→ **What you should do**
Write out each line of the records that has "UserPassword" in it.

→ **Recorded data**
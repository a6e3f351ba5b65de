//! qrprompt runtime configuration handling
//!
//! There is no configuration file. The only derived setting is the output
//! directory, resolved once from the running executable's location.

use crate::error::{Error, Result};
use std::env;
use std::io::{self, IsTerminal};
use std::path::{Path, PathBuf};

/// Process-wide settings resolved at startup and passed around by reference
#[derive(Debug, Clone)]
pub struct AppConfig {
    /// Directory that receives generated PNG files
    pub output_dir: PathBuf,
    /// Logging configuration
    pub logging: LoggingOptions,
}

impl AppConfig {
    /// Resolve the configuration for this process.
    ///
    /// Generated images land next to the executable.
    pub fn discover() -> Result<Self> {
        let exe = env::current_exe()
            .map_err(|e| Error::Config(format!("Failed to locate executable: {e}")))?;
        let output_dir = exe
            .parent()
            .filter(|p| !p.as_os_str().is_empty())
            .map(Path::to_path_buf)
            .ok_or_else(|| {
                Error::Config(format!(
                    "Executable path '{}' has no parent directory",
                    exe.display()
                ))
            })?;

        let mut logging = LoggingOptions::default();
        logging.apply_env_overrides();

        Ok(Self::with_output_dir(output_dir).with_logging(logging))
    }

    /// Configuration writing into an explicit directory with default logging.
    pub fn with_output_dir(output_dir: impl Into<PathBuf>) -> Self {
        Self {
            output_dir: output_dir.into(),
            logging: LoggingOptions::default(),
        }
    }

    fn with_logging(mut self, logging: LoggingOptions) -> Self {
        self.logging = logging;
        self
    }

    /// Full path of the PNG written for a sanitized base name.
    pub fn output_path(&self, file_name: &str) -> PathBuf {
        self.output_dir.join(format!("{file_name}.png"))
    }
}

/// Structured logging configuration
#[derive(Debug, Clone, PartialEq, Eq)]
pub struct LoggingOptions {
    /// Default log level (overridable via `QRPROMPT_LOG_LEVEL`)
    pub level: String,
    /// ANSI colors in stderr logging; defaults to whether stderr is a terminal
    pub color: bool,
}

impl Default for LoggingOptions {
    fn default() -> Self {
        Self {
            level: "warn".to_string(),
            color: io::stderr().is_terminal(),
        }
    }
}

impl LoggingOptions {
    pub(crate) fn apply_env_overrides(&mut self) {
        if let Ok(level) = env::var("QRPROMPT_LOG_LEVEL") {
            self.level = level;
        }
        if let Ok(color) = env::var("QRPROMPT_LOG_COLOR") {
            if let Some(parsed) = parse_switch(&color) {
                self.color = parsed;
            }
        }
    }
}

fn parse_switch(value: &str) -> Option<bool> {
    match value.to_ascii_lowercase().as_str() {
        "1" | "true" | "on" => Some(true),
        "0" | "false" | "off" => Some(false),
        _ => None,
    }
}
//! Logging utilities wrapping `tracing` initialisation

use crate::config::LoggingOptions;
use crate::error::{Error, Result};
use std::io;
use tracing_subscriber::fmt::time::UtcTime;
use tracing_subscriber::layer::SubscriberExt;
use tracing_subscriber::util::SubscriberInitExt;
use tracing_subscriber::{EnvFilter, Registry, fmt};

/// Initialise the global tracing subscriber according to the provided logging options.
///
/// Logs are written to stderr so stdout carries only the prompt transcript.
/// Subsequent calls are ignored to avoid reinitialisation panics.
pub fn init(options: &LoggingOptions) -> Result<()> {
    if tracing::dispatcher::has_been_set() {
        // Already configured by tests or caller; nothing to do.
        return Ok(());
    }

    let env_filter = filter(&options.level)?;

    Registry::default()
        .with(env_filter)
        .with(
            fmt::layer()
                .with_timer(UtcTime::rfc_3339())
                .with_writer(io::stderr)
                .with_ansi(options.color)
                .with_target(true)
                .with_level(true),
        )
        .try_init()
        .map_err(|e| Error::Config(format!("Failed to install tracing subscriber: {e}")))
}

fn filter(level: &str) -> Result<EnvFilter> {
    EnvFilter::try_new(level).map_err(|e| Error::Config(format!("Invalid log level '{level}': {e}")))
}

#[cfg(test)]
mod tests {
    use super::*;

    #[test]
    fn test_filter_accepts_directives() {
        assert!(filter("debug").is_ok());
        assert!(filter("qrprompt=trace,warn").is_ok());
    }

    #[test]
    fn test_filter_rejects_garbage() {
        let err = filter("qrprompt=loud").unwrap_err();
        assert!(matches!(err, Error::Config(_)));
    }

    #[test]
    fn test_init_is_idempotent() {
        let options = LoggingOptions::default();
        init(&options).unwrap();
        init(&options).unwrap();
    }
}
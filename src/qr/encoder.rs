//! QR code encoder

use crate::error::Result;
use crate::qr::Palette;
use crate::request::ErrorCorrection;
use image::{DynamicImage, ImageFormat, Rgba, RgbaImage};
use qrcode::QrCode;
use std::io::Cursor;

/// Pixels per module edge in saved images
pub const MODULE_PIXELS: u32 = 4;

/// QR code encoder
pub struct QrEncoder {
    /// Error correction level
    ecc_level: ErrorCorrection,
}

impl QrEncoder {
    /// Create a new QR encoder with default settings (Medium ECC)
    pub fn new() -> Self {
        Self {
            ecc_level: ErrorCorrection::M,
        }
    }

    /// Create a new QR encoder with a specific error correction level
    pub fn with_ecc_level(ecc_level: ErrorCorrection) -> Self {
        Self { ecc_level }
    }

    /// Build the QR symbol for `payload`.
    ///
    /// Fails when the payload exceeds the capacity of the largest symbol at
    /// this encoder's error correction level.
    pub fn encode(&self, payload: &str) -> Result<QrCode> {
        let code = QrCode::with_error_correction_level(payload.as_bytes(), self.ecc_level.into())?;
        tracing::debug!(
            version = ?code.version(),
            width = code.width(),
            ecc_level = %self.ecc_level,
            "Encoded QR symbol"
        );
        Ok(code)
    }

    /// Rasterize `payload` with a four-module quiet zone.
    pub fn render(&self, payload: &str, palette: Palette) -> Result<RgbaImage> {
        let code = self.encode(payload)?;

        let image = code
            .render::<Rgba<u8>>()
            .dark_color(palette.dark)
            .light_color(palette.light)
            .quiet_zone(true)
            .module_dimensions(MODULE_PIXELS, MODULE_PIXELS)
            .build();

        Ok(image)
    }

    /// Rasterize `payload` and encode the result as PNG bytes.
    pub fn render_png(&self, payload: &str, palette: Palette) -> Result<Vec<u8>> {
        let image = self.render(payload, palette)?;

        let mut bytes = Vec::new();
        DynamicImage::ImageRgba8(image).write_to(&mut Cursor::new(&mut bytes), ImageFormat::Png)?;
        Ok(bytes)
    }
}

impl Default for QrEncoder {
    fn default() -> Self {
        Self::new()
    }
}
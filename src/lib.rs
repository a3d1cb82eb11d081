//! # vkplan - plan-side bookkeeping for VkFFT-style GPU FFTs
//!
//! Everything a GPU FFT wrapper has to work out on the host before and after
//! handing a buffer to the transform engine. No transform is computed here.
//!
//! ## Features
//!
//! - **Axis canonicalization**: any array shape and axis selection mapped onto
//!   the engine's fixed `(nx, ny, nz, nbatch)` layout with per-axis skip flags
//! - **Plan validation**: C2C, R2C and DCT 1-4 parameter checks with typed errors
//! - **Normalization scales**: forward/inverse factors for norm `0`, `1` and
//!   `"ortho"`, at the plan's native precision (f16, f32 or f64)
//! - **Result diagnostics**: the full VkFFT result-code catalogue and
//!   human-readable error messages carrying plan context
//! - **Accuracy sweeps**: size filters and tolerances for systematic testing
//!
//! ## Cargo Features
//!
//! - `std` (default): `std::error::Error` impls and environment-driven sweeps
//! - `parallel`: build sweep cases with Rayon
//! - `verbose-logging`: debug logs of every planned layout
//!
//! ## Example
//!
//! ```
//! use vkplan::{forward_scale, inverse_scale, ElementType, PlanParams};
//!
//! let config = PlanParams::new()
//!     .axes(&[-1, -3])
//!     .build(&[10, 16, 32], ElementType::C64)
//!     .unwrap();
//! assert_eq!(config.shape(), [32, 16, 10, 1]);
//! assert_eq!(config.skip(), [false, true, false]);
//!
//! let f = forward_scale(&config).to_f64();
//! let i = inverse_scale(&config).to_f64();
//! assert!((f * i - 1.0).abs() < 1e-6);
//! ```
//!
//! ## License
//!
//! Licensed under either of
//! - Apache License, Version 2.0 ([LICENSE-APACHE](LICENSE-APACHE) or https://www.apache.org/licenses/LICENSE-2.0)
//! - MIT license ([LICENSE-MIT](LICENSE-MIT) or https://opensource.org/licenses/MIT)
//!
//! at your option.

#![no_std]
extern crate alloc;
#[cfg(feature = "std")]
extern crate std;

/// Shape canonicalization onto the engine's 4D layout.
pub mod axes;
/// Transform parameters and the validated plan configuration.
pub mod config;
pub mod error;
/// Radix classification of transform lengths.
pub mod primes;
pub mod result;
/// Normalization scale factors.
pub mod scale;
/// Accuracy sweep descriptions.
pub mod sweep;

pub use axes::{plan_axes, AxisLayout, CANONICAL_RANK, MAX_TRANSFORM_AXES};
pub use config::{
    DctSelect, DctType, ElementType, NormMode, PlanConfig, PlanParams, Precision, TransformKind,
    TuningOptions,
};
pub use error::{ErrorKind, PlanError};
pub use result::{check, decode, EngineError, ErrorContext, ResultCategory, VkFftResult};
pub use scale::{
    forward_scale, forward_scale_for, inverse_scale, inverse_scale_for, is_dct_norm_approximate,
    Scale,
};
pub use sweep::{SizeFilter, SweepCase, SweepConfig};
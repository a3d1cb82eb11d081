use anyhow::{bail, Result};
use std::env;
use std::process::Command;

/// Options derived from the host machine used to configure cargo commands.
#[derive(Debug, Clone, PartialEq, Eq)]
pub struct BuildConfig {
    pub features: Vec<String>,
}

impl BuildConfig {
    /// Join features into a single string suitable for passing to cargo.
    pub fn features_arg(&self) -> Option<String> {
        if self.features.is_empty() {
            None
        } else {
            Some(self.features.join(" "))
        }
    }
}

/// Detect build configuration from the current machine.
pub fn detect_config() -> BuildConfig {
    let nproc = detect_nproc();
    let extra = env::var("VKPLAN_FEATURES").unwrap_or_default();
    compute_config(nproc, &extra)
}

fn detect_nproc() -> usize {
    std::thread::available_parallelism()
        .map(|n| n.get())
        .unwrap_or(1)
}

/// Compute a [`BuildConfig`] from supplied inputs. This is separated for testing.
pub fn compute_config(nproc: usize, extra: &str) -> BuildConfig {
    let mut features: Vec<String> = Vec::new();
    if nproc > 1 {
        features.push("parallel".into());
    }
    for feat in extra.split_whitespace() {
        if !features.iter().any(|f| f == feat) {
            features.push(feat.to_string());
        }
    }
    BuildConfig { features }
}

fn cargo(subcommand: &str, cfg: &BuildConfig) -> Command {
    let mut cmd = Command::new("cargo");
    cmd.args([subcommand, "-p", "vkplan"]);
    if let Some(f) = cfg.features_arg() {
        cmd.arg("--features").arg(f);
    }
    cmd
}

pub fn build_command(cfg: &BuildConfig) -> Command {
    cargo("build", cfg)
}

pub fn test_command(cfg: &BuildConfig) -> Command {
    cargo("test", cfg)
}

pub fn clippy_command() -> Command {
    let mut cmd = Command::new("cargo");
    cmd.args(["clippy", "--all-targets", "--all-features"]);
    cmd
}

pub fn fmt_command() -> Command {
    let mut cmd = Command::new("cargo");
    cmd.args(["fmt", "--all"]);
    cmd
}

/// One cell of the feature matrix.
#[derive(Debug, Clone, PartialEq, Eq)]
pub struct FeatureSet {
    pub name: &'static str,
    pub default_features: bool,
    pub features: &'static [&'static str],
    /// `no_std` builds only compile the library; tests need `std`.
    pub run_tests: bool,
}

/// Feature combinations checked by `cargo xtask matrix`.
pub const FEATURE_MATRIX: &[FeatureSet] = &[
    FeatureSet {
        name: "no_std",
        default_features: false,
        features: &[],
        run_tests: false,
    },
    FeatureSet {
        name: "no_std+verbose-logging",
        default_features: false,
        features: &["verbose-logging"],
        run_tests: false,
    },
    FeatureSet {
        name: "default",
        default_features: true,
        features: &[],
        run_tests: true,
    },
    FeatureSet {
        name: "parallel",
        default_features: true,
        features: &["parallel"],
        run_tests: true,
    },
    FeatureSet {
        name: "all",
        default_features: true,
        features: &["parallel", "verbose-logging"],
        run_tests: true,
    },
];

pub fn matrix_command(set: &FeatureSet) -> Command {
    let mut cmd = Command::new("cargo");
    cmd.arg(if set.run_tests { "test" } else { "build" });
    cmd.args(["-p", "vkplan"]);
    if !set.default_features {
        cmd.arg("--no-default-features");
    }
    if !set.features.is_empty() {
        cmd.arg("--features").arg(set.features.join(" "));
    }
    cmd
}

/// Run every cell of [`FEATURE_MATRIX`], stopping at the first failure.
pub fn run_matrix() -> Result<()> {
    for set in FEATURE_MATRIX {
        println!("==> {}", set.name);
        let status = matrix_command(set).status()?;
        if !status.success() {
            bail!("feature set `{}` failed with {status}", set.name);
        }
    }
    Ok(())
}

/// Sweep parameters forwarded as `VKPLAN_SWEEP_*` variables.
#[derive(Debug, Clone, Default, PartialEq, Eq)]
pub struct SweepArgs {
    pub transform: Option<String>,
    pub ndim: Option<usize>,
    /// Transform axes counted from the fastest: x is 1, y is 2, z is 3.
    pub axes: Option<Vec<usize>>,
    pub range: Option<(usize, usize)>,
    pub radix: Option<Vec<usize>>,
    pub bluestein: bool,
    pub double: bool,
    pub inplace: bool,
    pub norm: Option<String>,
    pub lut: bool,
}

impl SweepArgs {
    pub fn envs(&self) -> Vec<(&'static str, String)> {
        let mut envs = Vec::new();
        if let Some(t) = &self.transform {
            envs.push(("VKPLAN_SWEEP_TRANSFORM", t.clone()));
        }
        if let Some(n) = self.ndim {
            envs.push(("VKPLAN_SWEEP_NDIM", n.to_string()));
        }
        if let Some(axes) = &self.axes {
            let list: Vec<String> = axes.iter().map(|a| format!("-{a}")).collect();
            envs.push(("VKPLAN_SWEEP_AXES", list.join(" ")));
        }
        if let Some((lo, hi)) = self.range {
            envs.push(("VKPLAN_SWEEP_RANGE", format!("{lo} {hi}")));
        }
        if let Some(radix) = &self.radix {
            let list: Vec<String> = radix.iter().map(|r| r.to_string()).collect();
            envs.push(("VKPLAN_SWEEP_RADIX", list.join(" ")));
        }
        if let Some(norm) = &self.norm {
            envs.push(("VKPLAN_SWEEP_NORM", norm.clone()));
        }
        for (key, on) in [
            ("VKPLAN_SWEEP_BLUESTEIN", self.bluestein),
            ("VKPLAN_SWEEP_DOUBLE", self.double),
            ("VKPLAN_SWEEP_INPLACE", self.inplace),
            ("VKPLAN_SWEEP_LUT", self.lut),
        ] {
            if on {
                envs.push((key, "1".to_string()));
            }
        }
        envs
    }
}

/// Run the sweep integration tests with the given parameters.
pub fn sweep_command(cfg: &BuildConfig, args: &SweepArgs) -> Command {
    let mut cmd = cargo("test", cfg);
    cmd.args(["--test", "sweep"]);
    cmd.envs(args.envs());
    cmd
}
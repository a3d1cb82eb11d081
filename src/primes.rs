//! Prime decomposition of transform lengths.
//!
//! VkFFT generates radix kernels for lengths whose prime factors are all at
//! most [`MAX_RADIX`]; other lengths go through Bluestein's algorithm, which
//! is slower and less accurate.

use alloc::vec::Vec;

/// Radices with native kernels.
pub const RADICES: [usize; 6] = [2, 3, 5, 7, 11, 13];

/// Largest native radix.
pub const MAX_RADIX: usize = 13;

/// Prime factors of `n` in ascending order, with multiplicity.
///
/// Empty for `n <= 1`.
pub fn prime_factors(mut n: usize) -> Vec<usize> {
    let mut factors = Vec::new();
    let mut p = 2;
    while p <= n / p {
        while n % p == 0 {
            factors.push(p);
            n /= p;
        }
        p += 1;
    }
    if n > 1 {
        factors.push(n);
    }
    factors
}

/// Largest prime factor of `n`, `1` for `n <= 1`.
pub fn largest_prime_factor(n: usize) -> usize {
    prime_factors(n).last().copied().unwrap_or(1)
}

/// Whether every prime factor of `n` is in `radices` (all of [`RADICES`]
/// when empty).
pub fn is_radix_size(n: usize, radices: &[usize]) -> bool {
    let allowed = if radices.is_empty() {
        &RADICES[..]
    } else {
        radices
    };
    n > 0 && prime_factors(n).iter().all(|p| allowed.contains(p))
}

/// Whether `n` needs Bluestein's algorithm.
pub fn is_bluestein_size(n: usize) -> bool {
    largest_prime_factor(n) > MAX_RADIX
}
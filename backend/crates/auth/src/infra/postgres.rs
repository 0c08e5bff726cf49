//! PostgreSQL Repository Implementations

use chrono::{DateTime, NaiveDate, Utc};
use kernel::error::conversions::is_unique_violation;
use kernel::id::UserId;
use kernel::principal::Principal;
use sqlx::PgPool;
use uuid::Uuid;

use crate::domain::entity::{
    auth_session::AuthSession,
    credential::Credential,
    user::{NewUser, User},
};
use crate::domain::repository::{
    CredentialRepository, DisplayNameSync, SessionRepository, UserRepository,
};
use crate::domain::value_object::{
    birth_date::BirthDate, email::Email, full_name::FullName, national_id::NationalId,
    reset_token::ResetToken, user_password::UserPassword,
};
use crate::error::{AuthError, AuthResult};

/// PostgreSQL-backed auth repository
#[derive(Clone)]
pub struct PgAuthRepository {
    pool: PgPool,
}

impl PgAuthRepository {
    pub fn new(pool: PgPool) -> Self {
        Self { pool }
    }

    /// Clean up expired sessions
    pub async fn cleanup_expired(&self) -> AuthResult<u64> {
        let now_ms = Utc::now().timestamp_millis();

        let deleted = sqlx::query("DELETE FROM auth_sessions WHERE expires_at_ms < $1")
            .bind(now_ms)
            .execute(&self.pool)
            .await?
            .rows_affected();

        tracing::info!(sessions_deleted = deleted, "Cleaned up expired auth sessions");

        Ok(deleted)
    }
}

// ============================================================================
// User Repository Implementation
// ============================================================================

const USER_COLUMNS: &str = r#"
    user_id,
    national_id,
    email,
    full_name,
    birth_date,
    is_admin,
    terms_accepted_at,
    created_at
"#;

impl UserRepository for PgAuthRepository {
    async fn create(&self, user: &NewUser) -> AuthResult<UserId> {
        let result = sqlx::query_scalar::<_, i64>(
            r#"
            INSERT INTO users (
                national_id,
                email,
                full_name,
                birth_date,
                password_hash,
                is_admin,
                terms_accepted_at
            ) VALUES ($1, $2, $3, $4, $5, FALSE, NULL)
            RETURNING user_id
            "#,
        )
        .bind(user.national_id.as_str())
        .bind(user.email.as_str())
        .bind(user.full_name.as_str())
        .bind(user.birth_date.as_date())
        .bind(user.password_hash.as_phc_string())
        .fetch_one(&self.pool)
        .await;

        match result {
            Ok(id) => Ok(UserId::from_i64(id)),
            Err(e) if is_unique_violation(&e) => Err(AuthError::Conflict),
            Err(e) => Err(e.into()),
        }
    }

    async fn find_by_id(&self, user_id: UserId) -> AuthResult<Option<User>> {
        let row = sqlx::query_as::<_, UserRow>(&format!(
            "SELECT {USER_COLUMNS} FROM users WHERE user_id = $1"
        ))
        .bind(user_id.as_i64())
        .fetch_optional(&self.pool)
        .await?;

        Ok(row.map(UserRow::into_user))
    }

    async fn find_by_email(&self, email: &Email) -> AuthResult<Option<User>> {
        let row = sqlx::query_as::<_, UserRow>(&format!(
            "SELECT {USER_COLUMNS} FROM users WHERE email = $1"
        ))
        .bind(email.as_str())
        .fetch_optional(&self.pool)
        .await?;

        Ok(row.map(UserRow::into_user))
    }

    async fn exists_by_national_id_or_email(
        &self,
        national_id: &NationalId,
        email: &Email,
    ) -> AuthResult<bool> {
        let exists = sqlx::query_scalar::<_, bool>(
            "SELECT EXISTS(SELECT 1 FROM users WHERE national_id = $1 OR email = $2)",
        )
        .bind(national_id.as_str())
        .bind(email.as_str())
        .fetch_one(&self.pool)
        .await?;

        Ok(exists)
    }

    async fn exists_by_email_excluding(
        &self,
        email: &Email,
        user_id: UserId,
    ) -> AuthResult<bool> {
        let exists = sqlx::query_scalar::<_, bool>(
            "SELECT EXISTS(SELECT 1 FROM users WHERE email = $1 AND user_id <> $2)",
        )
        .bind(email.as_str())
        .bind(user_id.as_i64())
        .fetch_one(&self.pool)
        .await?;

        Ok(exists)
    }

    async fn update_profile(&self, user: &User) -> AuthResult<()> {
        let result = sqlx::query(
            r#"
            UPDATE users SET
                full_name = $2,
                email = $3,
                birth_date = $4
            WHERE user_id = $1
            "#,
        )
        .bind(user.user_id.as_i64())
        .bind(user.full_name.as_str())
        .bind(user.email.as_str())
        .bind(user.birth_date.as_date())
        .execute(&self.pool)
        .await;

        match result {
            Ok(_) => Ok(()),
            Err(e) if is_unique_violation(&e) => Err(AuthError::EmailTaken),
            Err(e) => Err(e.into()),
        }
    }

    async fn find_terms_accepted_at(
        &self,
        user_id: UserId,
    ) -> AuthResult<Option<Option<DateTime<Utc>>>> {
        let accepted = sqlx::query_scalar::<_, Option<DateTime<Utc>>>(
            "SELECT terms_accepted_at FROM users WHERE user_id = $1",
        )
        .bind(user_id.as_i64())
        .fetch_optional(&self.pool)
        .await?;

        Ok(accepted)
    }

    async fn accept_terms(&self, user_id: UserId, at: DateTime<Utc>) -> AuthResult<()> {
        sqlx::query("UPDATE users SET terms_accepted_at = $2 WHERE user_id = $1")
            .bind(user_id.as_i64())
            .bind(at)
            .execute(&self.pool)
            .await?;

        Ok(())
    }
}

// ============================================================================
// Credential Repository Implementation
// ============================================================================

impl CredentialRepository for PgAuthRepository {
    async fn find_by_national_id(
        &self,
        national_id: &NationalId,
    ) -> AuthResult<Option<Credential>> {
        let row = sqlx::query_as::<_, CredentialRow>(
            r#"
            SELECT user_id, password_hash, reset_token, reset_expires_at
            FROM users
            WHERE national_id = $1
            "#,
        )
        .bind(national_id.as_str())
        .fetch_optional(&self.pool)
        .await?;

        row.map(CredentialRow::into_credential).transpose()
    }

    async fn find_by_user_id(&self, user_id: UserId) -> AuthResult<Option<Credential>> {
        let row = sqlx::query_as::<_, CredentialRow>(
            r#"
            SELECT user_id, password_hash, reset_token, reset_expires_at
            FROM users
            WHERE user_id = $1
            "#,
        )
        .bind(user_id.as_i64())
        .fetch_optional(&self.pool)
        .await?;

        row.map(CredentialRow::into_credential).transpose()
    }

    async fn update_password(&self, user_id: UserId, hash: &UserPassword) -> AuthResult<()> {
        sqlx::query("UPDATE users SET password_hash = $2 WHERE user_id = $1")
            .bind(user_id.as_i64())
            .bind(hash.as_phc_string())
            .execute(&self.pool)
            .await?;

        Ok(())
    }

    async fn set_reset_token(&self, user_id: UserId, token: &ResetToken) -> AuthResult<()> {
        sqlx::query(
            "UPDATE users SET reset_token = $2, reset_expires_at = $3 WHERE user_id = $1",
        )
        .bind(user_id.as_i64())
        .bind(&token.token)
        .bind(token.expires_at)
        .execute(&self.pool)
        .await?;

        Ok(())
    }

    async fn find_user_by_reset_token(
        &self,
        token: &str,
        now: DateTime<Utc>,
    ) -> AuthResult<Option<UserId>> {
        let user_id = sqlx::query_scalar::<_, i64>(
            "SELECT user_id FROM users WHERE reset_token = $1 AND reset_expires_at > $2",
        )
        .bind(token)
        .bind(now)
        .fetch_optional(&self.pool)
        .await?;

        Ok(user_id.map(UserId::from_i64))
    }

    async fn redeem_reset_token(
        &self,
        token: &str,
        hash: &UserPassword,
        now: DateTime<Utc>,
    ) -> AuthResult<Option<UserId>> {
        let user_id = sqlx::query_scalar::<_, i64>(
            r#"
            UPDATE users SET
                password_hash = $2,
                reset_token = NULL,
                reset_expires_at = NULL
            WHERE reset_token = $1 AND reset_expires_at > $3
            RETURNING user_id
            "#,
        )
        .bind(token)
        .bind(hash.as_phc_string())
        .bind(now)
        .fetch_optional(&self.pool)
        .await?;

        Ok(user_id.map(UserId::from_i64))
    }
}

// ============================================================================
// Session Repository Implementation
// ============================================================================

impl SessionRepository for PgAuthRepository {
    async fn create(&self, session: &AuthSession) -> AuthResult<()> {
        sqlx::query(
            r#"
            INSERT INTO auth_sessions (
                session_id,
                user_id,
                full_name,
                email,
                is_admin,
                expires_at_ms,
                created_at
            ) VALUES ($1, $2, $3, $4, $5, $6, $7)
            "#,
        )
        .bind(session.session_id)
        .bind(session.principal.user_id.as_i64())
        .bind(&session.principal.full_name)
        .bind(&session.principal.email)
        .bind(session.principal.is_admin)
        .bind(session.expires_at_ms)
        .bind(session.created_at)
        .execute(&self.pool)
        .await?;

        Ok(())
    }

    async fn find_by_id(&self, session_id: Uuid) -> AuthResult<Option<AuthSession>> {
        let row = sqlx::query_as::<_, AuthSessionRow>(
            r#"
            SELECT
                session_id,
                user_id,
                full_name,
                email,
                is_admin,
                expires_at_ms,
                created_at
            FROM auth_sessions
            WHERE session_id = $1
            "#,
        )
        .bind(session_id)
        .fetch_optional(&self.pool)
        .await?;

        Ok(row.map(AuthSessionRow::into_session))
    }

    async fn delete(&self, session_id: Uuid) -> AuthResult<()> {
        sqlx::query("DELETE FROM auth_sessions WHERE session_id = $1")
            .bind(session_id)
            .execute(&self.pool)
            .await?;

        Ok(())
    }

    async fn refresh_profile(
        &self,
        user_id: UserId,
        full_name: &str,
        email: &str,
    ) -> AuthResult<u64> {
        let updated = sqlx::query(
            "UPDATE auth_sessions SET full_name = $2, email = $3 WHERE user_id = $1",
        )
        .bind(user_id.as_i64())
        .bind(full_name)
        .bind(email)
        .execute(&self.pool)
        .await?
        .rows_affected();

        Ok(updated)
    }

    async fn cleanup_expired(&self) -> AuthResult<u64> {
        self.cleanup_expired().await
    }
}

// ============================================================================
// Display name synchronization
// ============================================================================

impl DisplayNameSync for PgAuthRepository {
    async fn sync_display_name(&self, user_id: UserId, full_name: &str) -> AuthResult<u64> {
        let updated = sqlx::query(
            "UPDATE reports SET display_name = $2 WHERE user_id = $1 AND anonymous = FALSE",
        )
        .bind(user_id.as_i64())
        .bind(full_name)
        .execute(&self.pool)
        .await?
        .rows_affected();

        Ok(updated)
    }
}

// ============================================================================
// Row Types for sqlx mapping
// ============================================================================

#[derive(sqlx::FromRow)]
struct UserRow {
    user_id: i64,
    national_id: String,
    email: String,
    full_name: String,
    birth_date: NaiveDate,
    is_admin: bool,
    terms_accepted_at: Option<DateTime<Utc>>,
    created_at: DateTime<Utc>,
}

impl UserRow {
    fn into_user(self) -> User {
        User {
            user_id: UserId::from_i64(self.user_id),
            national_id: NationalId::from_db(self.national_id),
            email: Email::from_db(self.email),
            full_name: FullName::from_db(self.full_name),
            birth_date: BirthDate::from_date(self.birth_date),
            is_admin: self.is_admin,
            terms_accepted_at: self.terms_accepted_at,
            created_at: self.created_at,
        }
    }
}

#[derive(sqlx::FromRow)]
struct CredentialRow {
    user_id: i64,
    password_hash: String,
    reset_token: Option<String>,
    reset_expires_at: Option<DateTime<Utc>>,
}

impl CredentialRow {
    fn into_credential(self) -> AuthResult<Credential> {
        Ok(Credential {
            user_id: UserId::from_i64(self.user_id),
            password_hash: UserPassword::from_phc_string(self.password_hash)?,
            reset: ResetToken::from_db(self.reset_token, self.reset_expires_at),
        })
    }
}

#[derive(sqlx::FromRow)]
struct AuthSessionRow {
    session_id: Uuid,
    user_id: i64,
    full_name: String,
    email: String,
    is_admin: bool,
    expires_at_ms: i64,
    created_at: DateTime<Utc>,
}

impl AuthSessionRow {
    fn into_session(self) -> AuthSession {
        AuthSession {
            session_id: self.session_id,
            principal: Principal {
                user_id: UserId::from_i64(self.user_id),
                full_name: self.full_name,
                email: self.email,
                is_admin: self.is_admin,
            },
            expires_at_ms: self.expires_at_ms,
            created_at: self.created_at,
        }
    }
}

→ **Task solution**
    reset_token::ResetToken, user_password::UserPassword,
    async fn update_password(&self, user_id: UserId, hash: &UserPassword) -> AuthResult<()> {
        hash: &UserPassword,
            password_hash: UserPassword::from_phc_string(self.password_hash)?,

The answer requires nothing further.